Michael Iaconelli is the only angler to have won the Bassmaster Classic, Bassmaster Angler of the Year and B.A.S.S. Nation Championship.

I’m up on a giant, Northern natural lake that’s full of really big smallmouth bass getting ready for a tournament. What I want to talk about isn’t just smallmouth, though. I want to make sure you understand that there are other bass swimming around in every smallmouth venue. They’re called largemouth.

This week’s message is to stay versatile when you’re targeting brown bass. Everyone knows that some of the lakes up here are full of smallmouth and that going after them is usually the way to win. It’s been written and talked about so much that it’s almost an axiom or a rule of some sort. Nobody thinks about anything else. (Believe me when I say this. I know what I’m talking about. I live in this neighborhood.)

But let me tell you the other side of the story. Smallies can be fickle and they can change their feeding habits and physical location in a New York minute, and for reasons that we humans don’t understand — can’t understand. And, if you don’t know why they moved, it’s pretty hard to find out where they went.

That’s why I’m also developing a pattern for late season largemouth. They may not be as numerous or as big as the smallmouth in some of these waters but they’re much more predictable. If I catch them one day at a particular depth, in a particular place, on a particular lure, it’s likely they’ll be there the next day.

OK, that’s not always true but it’s true enough that I can make plans and have a reasonable chance of executing those plans. With smallies, it’s a totally different situation. And that’s where a lot of guys make their mistake. They only develop smallmouth patterns.

On lakes with both green bass and brown bass, you should try to develop something for both. I can’t tell you how important this is to your long-term success. It’s really the only way you can say you’re prepared when the first day’s launch rolls around.

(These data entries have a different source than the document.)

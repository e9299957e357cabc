//! Line tokenizer: comments, blocks and word splitting

use super::{LengthKey, Program};
use crate::blocks::Label;
use crate::error::{ErrorKind, Fallible};
use gcl_asm::Backend;

impl<B: Backend> Program<B> {
    /// Split a line into words, tracking `{}` comments and `[]` blocks
    pub(super) fn scan(&mut self, text: &str) -> Fallible<()> {
        let mut word = String::new();
        for c in text.chars() {
            if self.comment > 0 {
                // Inside comments anything goes
                match c {
                    '{' => self.comment += 1,
                    '}' => self.comment -= 1,
                    _ => {}
                }
                continue;
            }
            match c {
                '{' | '}' | '[' | ']' | '(' | ')' => {
                    self.flush(&mut word)?;
                    match c {
                        '{' => self.comment += 1,
                        '}' => return Err(ErrorKind::Spurious(c)),
                        '[' => {
                            let block = self.blocks.open();
                            log::trace!("open block {}", block);
                        }
                        ']' => self.close_block()?,
                        // Reserved for grouping
                        _ => {}
                    }
                }
                c if c.is_whitespace() => self.flush(&mut word)?,
                c => word.push(c),
            }
        }
        self.flush(&mut word)
    }

    fn flush(&mut self, word: &mut String) -> Fallible<()> {
        if word.is_empty() {
            return Ok(());
        }
        let word = std::mem::take(word);
        log::trace!("word {:?}", word);
        self.word(&word)
    }

    /// `]`: resolve whatever the innermost block left pending
    fn close_block(&mut self) -> Fallible<()> {
        let closed = self.blocks.close()?;
        log::trace!("close block {}", closed.block);
        let here = self.here();
        if let Some(state) = closed.cond {
            self.resolve(Label::If(closed.block, state), here)?;
        }
        if let Some(start) = closed.def {
            self.resolve(Label::Def(start.value()), here)?;
            let length = self.segment.vpc().value() - start.value() + 2;
            self.lengths
                .insert(LengthKey::Block(self.blocks.current()), Some(length));
        }
        Ok(())
    }
}
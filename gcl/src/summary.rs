//! End-of-unit report: segment usage and variables

use std::fmt;

/// Column limit of the variable listing
pub const LINE_WIDTH: usize = 72;

#[derive(Debug, Clone, PartialEq, Eq)]
pub struct SegmentReport {
    pub start: u32,
    pub size: u32,
    pub used: u32,
}

impl SegmentReport {
    pub fn unused(&self) -> u32 {
        self.size.saturating_sub(self.used)
    }
}

impl fmt::Display for SegmentReport {
    fn fmt(&self, f: &mut fmt::Formatter<'_>) -> fmt::Result {
        write!(
            f,
            " Segment at {:04x} size {:3} used {:3} unused {:3}",
            self.start,
            self.size,
            self.used,
            self.unused()
        )
    }
}

#[derive(Debug, Clone, PartialEq, Eq)]
pub struct VariableReport {
    pub name: String,
    pub address: u8,
    /// Size of the procedure last assigned to it, when known
    pub length: Option<u32>,
}

impl fmt::Display for VariableReport {
    fn fmt(&self, f: &mut fmt::Formatter<'_>) -> fmt::Result {
        match self.length {
            Some(length) => write!(f, "{} [{}]", self.name, length),
            None => f.write_str(&self.name),
        }
    }
}

#[derive(Debug, Clone, Default, PartialEq, Eq)]
pub struct Summary {
    pub segments: Vec<SegmentReport>,
    /// Sorted by name
    pub variables: Vec<VariableReport>,
    /// Next free zero-page byte after allocation
    pub zp_end: u8,
}

impl Summary {
    pub fn variable_header(&self) -> String {
        format!(
            " Variables count {} bytes {} end {:04x}",
            self.variables.len(),
            2 * self.variables.len(),
            self.zp_end
        )
    }

    /// Variable names packed into lines starting with ` :`
    pub fn variable_lines(&self) -> Vec<String> {
        let mut lines = Vec::new();
        let mut line = String::from(" :");
        for var in &self.variables {
            let entry = var.to_string();
            if line.len() + entry.len() + 1 > LINE_WIDTH {
                lines.push(std::mem::replace(&mut line, String::from(" :")));
            }
            line.push(' ');
            line.push_str(&entry);
        }
        lines.push(line);
        lines
    }
}

impl fmt::Display for Summary {
    fn fmt(&self, f: &mut fmt::Formatter<'_>) -> fmt::Result {
        for segment in &self.segments {
            writeln!(f, "{}", segment)?;
        }
        writeln!(f, "{}", self.variable_header())?;
        for line in self.variable_lines() {
            writeln!(f, "{}", line)?;
        }
        Ok(())
    }
}

#[cfg(test)]
mod tests {
    use super::*;

    fn var(name: &str, length: Option<u32>) -> VariableReport {
        VariableReport {
            name: name.to_string(),
            address: 0x30,
            length,
        }
    }

    #[test]
    fn test_segment_line() {
        let report = SegmentReport {
            start: 0x0200,
            size: 250,
            used: 17,
        };
        assert_eq!(
            report.to_string(),
            " Segment at 0200 size 250 used  17 unused 233"
        );
    }

    #[test]
    fn test_empty_variable_listing() {
        let summary = Summary::default();
        assert_eq!(summary.variable_lines(), vec![" :".to_string()]);
        assert_eq!(
            summary.variable_header(),
            " Variables count 0 bytes 0 end 0000"
        );
    }

    #[test]
    fn test_lengths_are_shown() {
        let summary = Summary {
            variables: vec![var("Draw", Some(42)), var("x", None)],
            ..Summary::default()
        };
        assert_eq!(summary.variable_lines(), vec![" : Draw [42] x".to_string()]);
    }

    #[test]
    fn test_wrapping() {
        let names: Vec<_> = (0..20).map(|i| var(&format!("Var{:02}", i), None)).collect();
        let summary = Summary {
            variables: names,
            ..Summary::default()
        };
        let lines = summary.variable_lines();
        assert!(lines.len() > 1);
        for line in &lines {
            assert!(line.starts_with(" :"));
            assert!(line.len() <= LINE_WIDTH);
        }
        let joined: Vec<&str> = lines
            .iter()
            .flat_map(|l| l[2..].split_whitespace())
            .collect();
        assert_eq!(joined.len(), 20);
    }
}
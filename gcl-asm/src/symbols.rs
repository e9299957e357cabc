//! Write-once symbol table

use crate::error::{AsmError, Result};
use std::collections::HashMap;

/// Named integer values shared by every translation unit writing into one image.
///
/// A symbol is defined at most once. Defining it again with the same value is
/// accepted, a different value is an error.
#[derive(Debug, Default, Clone)]
pub struct SymbolTable {
    values: HashMap<String, i64>,
    order: Vec<String>,
}

impl SymbolTable {
    pub fn new() -> Self {
        Self::default()
    }

    pub fn define(&mut self, name: &str, value: i64) -> Result<()> {
        match self.values.get(name) {
            Some(&old) if old == value => Ok(()),
            Some(&old) => Err(AsmError::DuplicateSymbol {
                name: name.to_string(),
                old,
                new: value,
            }),
            None => {
                self.values.insert(name.to_string(), value);
                self.order.push(name.to_string());
                Ok(())
            }
        }
    }

    pub fn get(&self, name: &str) -> Option<i64> {
        self.values.get(name).copied()
    }

    pub fn contains(&self, name: &str) -> bool {
        self.values.contains_key(name)
    }

    /// Symbols in definition order
    pub fn iter(&self) -> impl Iterator<Item = (&str, i64)> + '_ {
        self.order
            .iter()
            .map(move |name| (name.as_str(), self.values[name]))
    }

    pub fn len(&self) -> usize {
        self.values.len()
    }

    pub fn is_empty(&self) -> bool {
        self.values.is_empty()
    }
}

impl<'a> FromIterator<(&'a str, i64)> for SymbolTable {
    /// Collect definitions; the first value given for a name is kept
    fn from_iter<I: IntoIterator<Item = (&'a str, i64)>>(iter: I) -> Self {
        let mut table = SymbolTable::new();
        for (name, value) in iter {
            if !table.contains(name) {
                table.values.insert(name.to_string(), value);
                table.order.push(name.to_string());
            }
        }
        table
    }
}

#[cfg(test)]
mod tests {
    use super::*;

    #[test]
    fn test_define_is_write_once() {
        let mut symbols = SymbolTable::new();
        symbols.define("vAC", 0x18).unwrap();
        symbols.define("vAC", 0x18).unwrap();
        assert_eq!(
            symbols.define("vAC", 0x19),
            Err(AsmError::DuplicateSymbol {
                name: "vAC".to_string(),
                old: 0x18,
                new: 0x19
            })
        );
        assert_eq!(symbols.get("vAC"), Some(0x18));
    }

    #[test]
    fn test_iter_keeps_definition_order() {
        let mut symbols = SymbolTable::new();
        symbols.define("b", 2).unwrap();
        symbols.define("a", 1).unwrap();
        let names: Vec<_> = symbols.iter().map(|(n, _)| n).collect();
        assert_eq!(names, vec!["b", "a"]);
        assert_eq!(symbols.len(), 2);
        assert!(!symbols.contains("c"));
    }

    #[test]
    fn test_collect_keeps_first_definition() {
        let table: SymbolTable = [("vAC", 0x18), ("vPC", 0x16), ("vAC", 0x99)]
            .into_iter()
            .collect();
        assert_eq!(table.len(), 2);
        assert_eq!(table.get("vAC"), Some(0x18));
        assert_eq!(
            table.iter().collect::<Vec<_>>(),
            vec![("vAC", 0x18), ("vPC", 0x16)]
        );
    }
}
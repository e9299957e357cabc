//! # GCL emission backend
//!
//! The translator in the `gcl` crate never touches the output stream directly.
//! It talks to a [`Backend`]: something that accepts one byte at a time, owns
//! the global symbol table (including symbols that are referenced before they
//! are defined), knows the current ROM address and hands out zero-page bytes.
//!
//! [`RomImage`] is an in-memory backend. Bytes whose value depends on a symbol
//! that is not yet known are kept as deferred references and patched in by
//! [`RomImage::finish`].
//!
//! ```rust
//! use gcl_asm::{Backend, Operand, RomImage};
//!
//! let mut image = RomImage::new(0x0000);
//! let length = image.lo("length");
//! image.put(Operand::Byte(0x59), Some("LDI")).unwrap();
//! image.put(length, None).unwrap();
//! image.define("length", 0x1234).unwrap();
//! assert_eq!(image.finish().unwrap(), vec![0x59, 0x34]);
//! ```

pub mod error;
pub mod rom;
pub mod symbols;

pub use error::{AsmError, Result};
pub use rom::{RomImage, RomWord};
pub use symbols::SymbolTable;

/// A byte headed for the output stream
#[derive(Debug, Clone, PartialEq, Eq)]
pub enum Operand {
    /// Known value
    Byte(u8),
    /// Low byte of a symbol, resolved when the image is finished
    Lo(String),
}

impl From<u8> for Operand {
    fn from(byte: u8) -> Self {
        Operand::Byte(byte)
    }
}

/// Services the translator consumes from the output image.
///
/// All calls are synchronous and in-process.
pub trait Backend {
    /// Append one byte, optionally annotated
    fn put(&mut self, operand: Operand, comment: Option<&str>) -> Result<()>;

    /// Current ROM address
    fn pc(&self) -> u16;

    /// Hop to the next ROM page; only meaningful for images placed in ROM
    fn trampoline(&mut self) -> Result<()>;

    /// Give a symbol its value. Symbols are write-once.
    fn define(&mut self, name: &str, value: i64) -> Result<()>;

    /// Low byte of a symbol, deferred when the symbol is not defined yet
    fn lo(&self, name: &str) -> Operand;

    /// Value of an already defined symbol
    fn symbol(&self, name: &str) -> Option<i64>;

    /// Allocate `bytes` fresh zero-page bytes and return the first address
    fn zp_alloc(&mut self, bytes: u8) -> Result<u8>;

    /// Next free zero-page address
    fn zp_free(&self) -> u8;
}

impl<B: Backend + ?Sized> Backend for &mut B {
    fn put(&mut self, operand: Operand, comment: Option<&str>) -> Result<()> {
        (**self).put(operand, comment)
    }

    fn pc(&self) -> u16 {
        (**self).pc()
    }

    fn trampoline(&mut self) -> Result<()> {
        (**self).trampoline()
    }

    fn define(&mut self, name: &str, value: i64) -> Result<()> {
        (**self).define(name, value)
    }

    fn lo(&self, name: &str) -> Operand {
        (**self).lo(name)
    }

    fn symbol(&self, name: &str) -> Option<i64> {
        (**self).symbol(name)
    }

    fn zp_alloc(&mut self, bytes: u8) -> Result<u8> {
        (**self).zp_alloc(bytes)
    }

    fn zp_free(&self) -> u8 {
        (**self).zp_free()
    }
}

More than once — especially in the fall — I’ve prefished a tournament, had big smallmouth located and then went out the next day only to find that they had moved, moved with no forwarding address. That’s why I learned early on to find a few green bass as a backup.

Sometimes I’ve had to rely on them exclusively and sometimes they just gave me an extra fish or two for the weigh-in. Either way, I was glad I had them. They’ve made a big difference in my career.

I’ve got to go. I need to get back and check with my motel to see if my long underwear and my maps arrived. Things have been so crazy the last couple of weeks that I drove off without them, just flat left them at home. Thank goodness Becky was able to find everything and have it shipped to me. She looks after me, you know.